Poutine le Russe en quête de pontages diplomatiques, économiques, et commerciaux, a retrouvé le chemin de Cuba et de ses voisins. Les logiques de la guerre froide remises sur rail par la crise ukrainienne ont repris du service. Le président russe a visité La Havane en juillet 2014. Il a reçu le 9 mai 2015, Raúl Castro, le président cubain. D’autres visites et d’autres accords, avec le Nicaragua, le Venezuela, ont matérialisé ce retour de la Russie dans l’étranger proche des Etats-Unis.

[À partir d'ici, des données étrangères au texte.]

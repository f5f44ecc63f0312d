use crate::core::DisplayRecord;
use crate::utils::error::Result;
use serde::{Deserialize, Serialize};

pub const DEFAULT_PAGE_TITLE: &str = "Home Page";

#[derive(Debug, Clone, Copy, Default, PartialEq, Eq, Serialize, Deserialize)]
#[cfg_attr(feature = "cli", derive(clap::ValueEnum))]
#[serde(rename_all = "lowercase")]
pub enum OutputFormat {
    #[default]
    Text,
    Json,
    Csv,
}

impl OutputFormat {
    pub const NAMES: [&'static str; 3] = ["text", "json", "csv"];

    pub fn parse(value: &str) -> Option<Self> {
        match value.to_ascii_lowercase().as_str() {
            "text" => Some(OutputFormat::Text),
            "json" => Some(OutputFormat::Json),
            "csv" => Some(OutputFormat::Csv),
            _ => None,
        }
    }
}

pub fn render_header(title: &str) -> String {
    let rule = "=".repeat(title.chars().count().max(1));
    format!("{}\n{}\n", title, rule)
}

pub fn render_card(record: &DisplayRecord) -> String {
    format!("[ {} ]\n  {}\n", record.title, record.content)
}

pub fn render_card_list(records: &[DisplayRecord]) -> String {
    records
        .iter()
        .map(render_card)
        .collect::<Vec<_>>()
        .join("\n")
}

pub fn render_page(title: &str, records: &[DisplayRecord]) -> String {
    let mut page = render_header(title);
    if records.is_empty() {
        page.push_str("\n(no breeds)\n");
    } else {
        page.push('\n');
        page.push_str(&render_card_list(records));
    }
    page
}

pub fn render_json(records: &[DisplayRecord]) -> Result<String> {
    Ok(serde_json::to_string_pretty(records)?)
}

pub fn render_csv(records: &[DisplayRecord]) -> Result<String> {
    let mut writer = csv::Writer::from_writer(Vec::new());
    writer.write_record(["title", "content"])?;
    for record in records {
        writer.serialize((&record.title, &record.content))?;
    }
    let bytes = writer
        .into_inner()
        .map_err(|e| std::io::Error::other(e.to_string()))?;
    Ok(String::from_utf8_lossy(&bytes).into_owned())
}

pub fn render(format: OutputFormat, title: &str, records: &[DisplayRecord]) -> Result<String> {
    match format {
        OutputFormat::Text => Ok(render_page(title, records)),
        OutputFormat::Json => render_json(records),
        OutputFormat::Csv => render_csv(records),
    }
}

Le Pape François enfin est attendu à Cuba en septembre 2015. Il doit aussi visiter les Etats-Unis et d’autres pays de la région. La réconciliation en cours de Cuba avec les Etats-Unis doit en effet beaucoup à la diplomatie vaticane. Non seulement à celle de François, mais aussi à celles de Jean-Paul II et de Benoit XVI qui tous deux ont travaillé au corps et peut-être à l’âme les autorités cubaines. Bousculée par beaucoup de contentieux mettant en cause l’éthique de ses prêtres, l’Eglise catholique a retrouvé là une légitimité morale. Elle a par la même occasion élargi l’espace d’autonomie du clergé cubain.

Il y a trois siècles, les Européens se disputaient la Caraïbe à coups de canon. La page de la guerre de course est tournée depuis longtemps. Mais les Européens, les Nord-Américains, les Turcs et bien d’autres, gardent un œil vigilant sur des iles géographiquement si bien situées. Les visites se sont multipliées depuis quelques mois. Les uns et les autres à défaut de guerre de course, placent des pions diplomatiques comme économiques, et font.. leurs courses.